Mais respeito à diversidade

A reparação é possível e cabível quando aqueles a serem reparados têm em consenso que ela por si só é condição sine qua non de resolução de um conflito. É como um passo sem o qual não é possível avançar. A noção de reparação não tem muita semelhança com a inclusão, pois aqui não há uma espécie de dívida histórica. A inclusão é uma necessária interlocução nas democracias contemporâneas porque se trata da ocupação de um vazio histórico, no qual a invisibilidade é um tipo de violência pactuada por toda a sociedade. A inclusão não existe sem o seu oposto: a exclusão. E se em todos os processos se coloca a perspectiva de incluir sujeitos, é porque estes mesmos sujeitos se encontram de uma forma ou de outra alijados de seus direitos fundamentais e de qualquer oportunidade social.

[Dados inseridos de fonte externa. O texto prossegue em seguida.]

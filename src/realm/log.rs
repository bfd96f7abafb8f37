//! Durable commit log behind each realm.
//!
//! The bibliography file is the in-memory store's on-disk image; the log
//! records every change to it. Git is the production backend and is only
//! ever driven through `commit`, `pull` and `push`.
//!
//! Log operations block (git may wait on the network), so async callers run
//! them on tokio's blocking pool. Several realms may live in one work tree:
//! a commit only ever covers the paths it was given, and operations touching
//! the index are serialized per repository.

use std::collections::HashMap;
use std::path::{Path, PathBuf};
use std::process::{Command, Output};
use std::sync::{Arc, Mutex, MutexGuard, OnceLock, PoisonError};

use thiserror::Error;
use tracing::debug;

/// Marker prefixed to every commit message written by the server.
pub const COMMIT_MARKER: &str = "[bibsync]";

/// Durable log errors.
#[derive(Debug, Error)]
pub enum LogError {
    #[error("{0} is not a git work tree")]
    NotARepository(PathBuf),

    #[error("git {command} failed: {stderr}")]
    Git { command: String, stderr: String },

    #[error("I/O error: {0}")]
    Io(#[from] std::io::Error),

    #[error("Log task failed: {0}")]
    Task(#[from] tokio::task::JoinError),
}

pub type Result<T> = std::result::Result<T, LogError>;

/// Append-only commit log with remote replication.
pub trait DurableLog: Send + Sync {
    /// Durably record the current contents of `paths`.
    fn commit(&self, paths: &[PathBuf], message: &str) -> Result<()>;

    /// Fetch and integrate remote history.
    fn pull(&self) -> Result<()>;

    /// Publish local history to the remote.
    fn push(&self) -> Result<()>;

    /// Backend name for logs.
    fn kind(&self) -> &'static str;
}

/// Log for realms without version control: the file write is the commit.
#[derive(Debug, Clone, Copy, Default)]
pub struct LocalLog;

impl DurableLog for LocalLog {
    fn commit(&self, paths: &[PathBuf], message: &str) -> Result<()> {
        debug!(files = paths.len(), message = %message, "Local commit (file write only)");
        Ok(())
    }

    fn pull(&self) -> Result<()> {
        Ok(())
    }

    fn push(&self) -> Result<()> {
        Ok(())
    }

    fn kind(&self) -> &'static str {
        "local"
    }
}

/// Lock guarding the index of the repository rooted at `toplevel`.
fn repository_lock(toplevel: &Path) -> Arc<Mutex<()>> {
    static LOCKS: OnceLock<Mutex<HashMap<PathBuf, Arc<Mutex<()>>>>> = OnceLock::new();

    let mut locks = LOCKS
        .get_or_init(Default::default)
        .lock()
        .unwrap_or_else(PoisonError::into_inner);
    locks.entry(toplevel.to_path_buf()).or_default().clone()
}

/// Git work tree driven through the `git` binary.
#[derive(Debug, Clone)]
pub struct GitLog {
    work_tree: PathBuf,
    toplevel: PathBuf,
    remote: Option<String>,
    push: bool,
    index: Arc<Mutex<()>>,
}

impl GitLog {
    /// Open the work tree containing `dir`.
    pub fn open(dir: &Path, push: bool) -> Result<Self> {
        let top = Command::new("git")
            .arg("-C")
            .arg(dir)
            .args(["rev-parse", "--show-toplevel"])
            .output()?;

        let toplevel = PathBuf::from(String::from_utf8_lossy(&top.stdout).trim());
        if !top.status.success() || toplevel.as_os_str().is_empty() {
            return Err(LogError::NotARepository(dir.to_path_buf()));
        }

        let mut log = Self {
            work_tree: dir.to_path_buf(),
            index: repository_lock(&toplevel),
            toplevel,
            remote: None,
            push,
        };

        let remotes = log.git(&["remote"])?;
        log.remote = String::from_utf8_lossy(&remotes.stdout)
            .lines()
            .map(str::trim)
            .find(|r| !r.is_empty())
            .map(str::to_string);

        debug!(
            work_tree = %dir.display(),
            repository = %log.toplevel.display(),
            remote = ?log.remote,
            "Opened git log"
        );

        Ok(log)
    }

    pub fn remote(&self) -> Option<&str> {
        self.remote.as_deref()
    }

    /// Root of the repository this work tree belongs to.
    pub fn toplevel(&self) -> &Path {
        &self.toplevel
    }

    fn lock_index(&self) -> MutexGuard<'_, ()> {
        self.index.lock().unwrap_or_else(PoisonError::into_inner)
    }

    fn git(&self, args: &[&str]) -> Result<Output> {
        let output = Command::new("git")
            .arg("-C")
            .arg(&self.work_tree)
            .args(args)
            .output()?;

        if output.status.success() {
            Ok(output)
        } else {
            Err(LogError::Git {
                command: args.first().copied().unwrap_or_default().to_string(),
                stderr: String::from_utf8_lossy(&output.stderr).trim().to_string(),
            })
        }
    }

    fn has_staged_changes(&self, paths: &[String]) -> Result<bool> {
        let status = Command::new("git")
            .arg("-C")
            .arg(&self.work_tree)
            .args(["diff", "--cached", "--quiet", "--"])
            .args(paths)
            .status()?;
        // `--quiet` exits 1 when there are differences.
        Ok(!status.success())
    }
}

impl DurableLog for GitLog {
    fn commit(&self, paths: &[PathBuf], message: &str) -> Result<()> {
        // git runs inside the work tree, so relative paths must be relative to it.
        let paths: Vec<String> = paths
            .iter()
            .map(|p| p.strip_prefix(&self.work_tree).unwrap_or(p).display().to_string())
            .collect();
        let _index = self.lock_index();

        let mut add = vec!["add", "--"];
        add.extend(paths.iter().map(String::as_str));
        self.git(&add)?;

        if !self.has_staged_changes(&paths)? {
            debug!("Nothing to commit");
            return Ok(());
        }

        // Only the given paths, whatever else is staged.
        let mut commit = vec!["commit", "--quiet", "-m", message, "--"];
        commit.extend(paths.iter().map(String::as_str));
        self.git(&commit)?;
        Ok(())
    }

    fn pull(&self) -> Result<()> {
        if self.remote.is_none() {
            return Ok(());
        }
        let _index = self.lock_index();
        self.git(&["pull", "--quiet"]).map(|_| ())
    }

    fn push(&self) -> Result<()> {
        if !self.push || self.remote.is_none() {
            return Ok(());
        }
        self.git(&["push", "--quiet"]).map(|_| ())
    }

    fn kind(&self) -> &'static str {
        "git"
    }
}

/// Build the message for a change summary.
///
/// `attribution` carries the token (or `none`) when the realm enforces
/// authorization, so history shows who made a change.
pub fn commit_message(summary: &str, attribution: Option<&str>) -> String {
    match attribution {
        Some(token) => format!("{} {} (Token {})", COMMIT_MARKER, summary, token),
        None => format!("{} {}", COMMIT_MARKER, summary),
    }
}

/// Whether a commit title/message was written by this server.
pub fn is_own_commit(text: &str) -> bool {
    text.contains(COMMIT_MARKER)
}


#[cfg(test)]
mod tests {
    use super::*;
    use std::fs;
    use tempfile::TempDir;

    /// Run git in `dir`; `None` when git is missing or the command fails.
    fn git(dir: &Path, args: &[&str]) -> Option<String> {
        let out = Command::new("git").arg("-C").arg(dir).args(args).output().ok()?;
        out.status
            .success()
            .then(|| String::from_utf8_lossy(&out.stdout).into_owned())
    }

    #[test]
    fn test_commit_covers_only_its_own_paths() {
        let temp = TempDir::new().unwrap();
        let root = temp.path();
        if git(root, &["init", "--quiet"]).is_none() {
            return;
        }
        git(root, &["config", "user.name", "bibsync"]).unwrap();
        git(root, &["config", "user.email", "bibsync@example.invalid"]).unwrap();
        git(root, &["config", "commit.gpgsign", "false"]).unwrap();
        git(root, &["commit", "--quiet", "--allow-empty", "-m", "init"]).unwrap();

        // Another realm of the same repository has a change staged.
        fs::create_dir_all(root.join("a")).unwrap();
        fs::create_dir_all(root.join("b")).unwrap();
        fs::write(root.join("b/references.bib"), "@misc{bonly}\n").unwrap();
        git(root, &["add", "b/references.bib"]).unwrap();

        let log = GitLog::open(&root.join("a"), false).unwrap();
        let a_bib = root.join("a/references.bib");
        fs::write(&a_bib, "@misc{aonly}\n").unwrap();
        log.commit(&[a_bib], &commit_message("Added aonly", None)).unwrap();

        let committed = git(root, &["show", "--name-only", "--format=", "HEAD"]).unwrap();
        assert_eq!(committed.trim(), "a/references.bib");
        let staged = git(root, &["diff", "--cached", "--name-only"]).unwrap();
        assert_eq!(staged.trim(), "b/references.bib");

        let other = GitLog::open(&root.join("b"), false).unwrap();
        assert!(Arc::ptr_eq(&log.index, &other.index));
    }

    #[test]
    fn test_commit_message() {
        assert_eq!(commit_message("Added x", None), "[bibsync] Added x");
        assert_eq!(
            commit_message("Added x", Some("none")),
            "[bibsync] Added x (Token none)"
        );
        assert!(is_own_commit(&commit_message("Deleted y", Some("t"))));
        assert!(!is_own_commit("Fix typo in smith2020"));
    }

    #[test]
    fn test_plain_directory_is_not_a_repository() {
        let temp = TempDir::new().unwrap();
        // Either git is missing (Io) or the directory is not a work tree.
        assert!(GitLog::open(temp.path(), false).is_err());
    }
}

Quando se fala em incluir um aluno numa escola, não se fala somente em seu direito a pertencer, a ocupar um espaço social, mas, sobretudo, em destituir a escola de sua cultura excludente, onde cabem uns e não cabem outros. Quando se fala em incluir uma pessoa no mercado de trabalho, não se está falando apenas do seu direito ao acesso ao autosustento, mas na transformação do mercado num espelho de toda a sociedade, e não apenas dos privilegiados que criam o seu ordenamento. Quando se fala em inclusão, não se fala apenas por pregação da diversidade ou pela afirmação da igualdade de direitos e oportunidades, mas se admite que o Estado de direito e a organização social competem e organizam uma sociedade essencialmente desigual e heterogênea. O que se busca com a inclusão é a construção de uma sociedade mais igual, que respeite mais as diferenças entre os grupos e que providencie direitos comuns aos cidadãos e seu acesso a estes direitos.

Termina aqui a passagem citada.